Eby announced several immediate measures:

  • The BC Liquor Distribution Branch will immediately halt purchases of American liquor from "red states," with top-selling brands from those states removed from public liquor store shelves.
  • The provincial government and Crown corporations will prioritize purchasing Canadian goods and services.
  • The government is expediting approval for private-sector projects worth $20 billion, which are expected to create 6,000 jobs, primarily in remote and rural communities.

Eby also confirmed that the province is collaborating with the federal government and is considering additional actions in the coming weeks to further safeguard British Columbia's economy.

“We will not be bullied into submission," Eby said. "British Columbians are united in our resolve, and we will never stop standing up for our province and our country."

The measures were announced just before Prime Minister Justin Trudeau announced a 25 per cent tariff on $155 billion worth of U.S. goods coming into Canada. He said Saturday night that more details on which products will be affected will be available Sunday.

The B.C. government has already assessed the potential impact of the tariffs, according to a press release from the province.

  • In 2023, 54 per cent of BC  exports were sent to the United States.
  • Key BC. exports include wood, pulp and paper, metallic minerals and energy products, which together account for 67 per cent of total goods exports.
  • Top U.S. destinations for BC exports include Washington ($9.8 billion), California ($3.2 billion), Illinois ($2.1 billion), Texas ($1.5 billion) and Oregon ($1.3 billion).

A preliminary analysis released in January 2025 estimates the tariffs could cost B.C. up to $69 billion in economic activity and result in the loss of more than 120,000 jobs by 2028.

The 25 per cent tariff on Canadian minerals alone is expected to cost U.S. companies more than $11 billion, with significant implications for American defense, energy, and manufacturing industries.

In response to the crisis, the BC. government has outlined a three-pronged strategy to combat the tariffs:

  • Counter-actions: Enforce tough responses to the U.S. tariffs and engage with American decision-makers.
  • Strengthening the Economy: Fast-track project approvals and support local industries and workers.
  • Diversifying Trade: Reduce dependency on U.S. markets by exploring new global trade opportunities.

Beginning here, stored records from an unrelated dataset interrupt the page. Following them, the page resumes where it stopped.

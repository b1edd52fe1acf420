//! Logging and tracing utilities

use tracing_subscriber::{EnvFilter, layer::SubscriberExt, util::SubscriberInitExt};

/// Output format of log lines
#[derive(Debug, Clone, Copy, Default, PartialEq, Eq)]
pub enum LogFormat {
    #[default]
    Text,
    Json,
}

fn env_filter(default_filter: &str) -> EnvFilter {
    EnvFilter::try_from_default_env().unwrap_or_else(|_| EnvFilter::new(default_filter))
}

/// Initialize the tracing subscriber.
///
/// `RUST_LOG` wins over `default_filter`. Logs go to stderr so page output
/// on stdout stays clean. Calling this twice returns an error.
pub fn init_tracing(default_filter: &str, format: LogFormat) -> anyhow::Result<()> {
    let registry = tracing_subscriber::registry().with(env_filter(default_filter));

    match format {
        LogFormat::Text => registry
            .with(tracing_subscriber::fmt::layer().with_writer(std::io::stderr))
            .try_init()?,
        LogFormat::Json => registry
            .with(
                tracing_subscriber::fmt::layer()
                    .json()
                    .with_writer(std::io::stderr),
            )
            .try_init()?,
    }
    Ok(())
}

#[cfg(test)]
mod tests {
    use super::*;

    #[test]
    fn test_second_init_fails() {
        // Only one global subscriber per process
        let _ = init_tracing("debug", LogFormat::Text);
        assert!(init_tracing("debug", LogFormat::Json).is_err());
    }

    #[test]
    fn test_logging_inside_runtime() {
        tokio_test::block_on(async {
            let _ = init_tracing("info", LogFormat::Text);
            tracing::info!("logged from an async block");
        });
    }
}
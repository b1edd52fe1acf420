//! Terminal stock dashboard
//!
//! This crate turns a ticker selection into dashboard pages:
//!
//! - Historical daily prices from Yahoo Finance, memoised per (ticker, range)
//! - Cumulative relative returns for comparing several tickers
//! - Price forecasts from two interchangeable in-crate backends
//!   (trend/seasonality decomposition and a small neural network)
//! - News headlines from Google News, Yahoo Finance or Finnhub
//! - Chart payloads and plain-text rendering for the terminal
//!
//! # Architecture
//!
//! Every page action runs `selection -> fetch -> transform/forecast -> render`:
//! - [`DataLoader`]: fetches [`PriceSeries`] through a [`api::PriceProvider`]
//! - [`returns`]: derives [`ReturnSeries`] from adjusted closes
//! - [`ForecastAdapter`]: fits a [`ModelKind`] backend and predicts a horizon
//! - [`news`]: the [`news::HeadlineSource`] strategies
//! - [`StockDash`]: the pages, each returning a [`PageView`]
//!
//! # Example
//!
//! ```rust,ignore
//! use stockdash::{DashConfig, PredictRequest, StockDash, view};
//!
//! #[tokio::main]
//! async fn main() -> anyhow::Result<()> {
//!     let app = StockDash::new(DashConfig::default().with_env_api_keys())?;
//!
//!     let page = app.predict(&PredictRequest::new("AAPL")).await;
//!     println!("{}", view::render(&page));
//!
//!     Ok(())
//! }
//! ```

pub mod api;
pub mod cache;
pub mod chart;
pub mod command;
pub mod config;
pub mod error;
pub mod forecast;
pub mod loader;
pub mod models;
pub mod news;
pub mod pages;
pub mod returns;
pub mod tickers;
pub mod view;

// Re-export main types for convenience
pub use command::Command;
pub use config::DashConfig;
pub use error::{DashError, Result};
pub use forecast::{ForecastAdapter, ForecastOutput, ModelKind};
pub use loader::DataLoader;
pub use models::{DateRange, Headline, PriceBar, PriceSeries, ReturnSeries};
pub use news::NewsSource;
pub use pages::{DashboardRequest, NewsRequest, PredictRequest, StockDash, VisualizeRequest};
pub use view::{PageView, Section};
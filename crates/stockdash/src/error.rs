//! Error types for dashboard operations

use chrono::NaiveDate;
use thiserror::Error;

/// Dashboard specific errors
#[derive(Debug, Error)]
pub enum DashError {
    /// Requested date range ends before it starts
    #[error("Invalid date range: end {end} is before start {start}")]
    InvalidRange {
        start: NaiveDate,
        end: NaiveDate,
    },

    /// Malformed ticker symbol provided
    #[error("Invalid symbol: {0}")]
    InvalidSymbol(String),

    /// Provider returned no rows for the symbol and range
    #[error("Data not available for {symbol}: {reason}")]
    DataUnavailable {
        symbol: String,
        reason: String,
    },

    /// Market data client failed before any rows could be read
    #[error("Market data provider error: {0}")]
    Provider(String),

    /// Forecast backend rejected the input
    #[error("Model fit failed: {0}")]
    ModelFit(String),

    /// News page or service unreachable, non-success status, or unparseable
    #[error("Fetch failed: {0}")]
    Fetch(String),

    /// Network or HTTP error
    #[error("Network error: {0}")]
    Network(#[from] reqwest::Error),

    /// JSON parsing error
    #[error("JSON error: {0}")]
    Json(#[from] serde_json::Error),

    /// Configuration error
    #[error("Configuration error: {0}")]
    Config(String),

    /// Interactive command could not be parsed
    #[error("Command error: {0}")]
    Command(String),

    /// Generic error
    #[error("{0}")]
    Other(String),
}

impl DashError {
    /// Shorthand for [`DashError::DataUnavailable`]
    pub fn unavailable(symbol: impl Into<String>, reason: impl Into<String>) -> Self {
        Self::DataUnavailable {
            symbol: symbol.into(),
            reason: reason.into(),
        }
    }
}

/// Result type alias for dashboard operations
pub type Result<T> = std::result::Result<T, DashError>;

/// Convert anyhow::Error to DashError
impl From<anyhow::Error> for DashError {
    fn from(err: anyhow::Error) -> Self {
        DashError::Other(err.to_string())
    }
}

#[cfg(test)]
mod tests {
    use super::*;

    #[test]
    fn test_error_display() {
        let err = DashError::InvalidSymbol("??".to_string());
        assert_eq!(err.to_string(), "Invalid symbol: ??");

        let err = DashError::unavailable("AAPL", "No data found");
        assert_eq!(err.to_string(), "Data not available for AAPL: No data found");
    }

    #[test]
    fn test_invalid_range_display() {
        let err = DashError::InvalidRange {
            start: NaiveDate::from_ymd_opt(2020, 1, 10).unwrap(),
            end: NaiveDate::from_ymd_opt(2020, 1, 1).unwrap(),
        };
        assert_eq!(
            err.to_string(),
            "Invalid date range: end 2020-01-01 is before start 2020-01-10"
        );
    }

    #[test]
    fn test_anyhow_conversion() {
        let err: DashError = anyhow::anyhow!("boom").into();
        assert!(matches!(err, DashError::Other(msg) if msg == "boom"));
    }
}
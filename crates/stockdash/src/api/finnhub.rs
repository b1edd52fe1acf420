//! Finnhub news API client

use crate::error::{DashError, Result};
use chrono::NaiveDate;
use governor::clock::DefaultClock;
use governor::state::{InMemoryState, NotKeyed};
use governor::{Quota, RateLimiter};
use reqwest::Client;
use serde::{Deserialize, Serialize};
use std::num::NonZeroU32;
use std::sync::Arc;
use std::time::Duration;

type SharedRateLimiter = Arc<RateLimiter<NotKeyed, InMemoryState, DefaultClock>>;

const DEFAULT_RATE: NonZeroU32 = NonZeroU32::new(60).unwrap();
const BASE_URL: &str = "https://finnhub.io/api/v1";

/// Finnhub news article
#[derive(Debug, Clone, Serialize, Deserialize)]
pub struct FinnhubNewsArticle {
    /// Article category
    #[serde(default)]
    pub category: String,
    /// Publish time (UNIX timestamp)
    #[serde(default)]
    pub datetime: i64,
    /// News headline
    pub headline: String,
    /// Related symbols
    #[serde(default)]
    pub related: String,
    /// News source
    #[serde(default)]
    pub source: String,
    /// Article URL
    pub url: String,
}

/// Finnhub client for the news API
pub struct FinnhubClient {
    client: Client,
    api_key: String,
    base_url: String,
    rate_limiter: SharedRateLimiter,
}

impl FinnhubClient {
    /// Create a new Finnhub client with rate limiting
    ///
    /// # Arguments
    /// * `api_key` - Finnhub API key
    /// * `rate_limit` - Requests per minute (free tier: 60)
    /// * `timeout` - Per-request timeout
    pub fn new(api_key: impl Into<String>, rate_limit: u32, timeout: Duration) -> Result<Self> {
        let quota = Quota::per_minute(NonZeroU32::new(rate_limit).unwrap_or(DEFAULT_RATE));
        let client = Client::builder()
            .timeout(timeout)
            .build()
            .map_err(|e| DashError::Config(format!("Failed to build HTTP client: {e}")))?;

        Ok(Self {
            client,
            api_key: api_key.into(),
            base_url: BASE_URL.to_string(),
            rate_limiter: Arc::new(RateLimiter::direct(quota)),
        })
    }

    /// Get company news for a symbol between two dates (inclusive)
    pub async fn get_company_news(
        &self,
        symbol: &str,
        from: NaiveDate,
        to: NaiveDate,
    ) -> Result<Vec<FinnhubNewsArticle>> {
        let url = format!(
            "{}/company-news?symbol={symbol}&from={from}&to={to}&token={}",
            self.base_url, self.api_key
        );
        self.fetch(&url).await
    }

    /// Get general market news
    ///
    /// # Arguments
    /// * `category` - News category (general, forex, crypto, merger)
    pub async fn get_market_news(&self, category: &str) -> Result<Vec<FinnhubNewsArticle>> {
        let url = format!(
            "{}/news?category={category}&token={}",
            self.base_url, self.api_key
        );
        self.fetch(&url).await
    }

    async fn fetch(&self, url: &str) -> Result<Vec<FinnhubNewsArticle>> {
        self.rate_limiter.until_ready().await;

        let response = self
            .client
            .get(url)
            .send()
            .await
            .map_err(|e| DashError::Fetch(format!("Finnhub request failed: {e}")))?;

        if !response.status().is_success() {
            let status = response.status();
            let body = response.text().await.unwrap_or_default();
            return Err(DashError::Fetch(format!("Finnhub API error {status}: {body}")));
        }

        response
            .json::<Vec<FinnhubNewsArticle>>()
            .await
            .map_err(|e| DashError::Fetch(format!("Failed to parse Finnhub response: {e}")))
    }
}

Eby has also formed a Trade and Economic Security Task Force, which brings together leaders from business, labour and Indigenous communities. The task force will be co-chaired by Tamara Vrooman (Vancouver International Airport), Jonathan Price (Teck), and Bridgitte Anderson (Greater Vancouver Board of Trade).

A new cabinet committee has been created to function as a "war room," coordinating the government's response to the ongoing trade challenge, Eby said.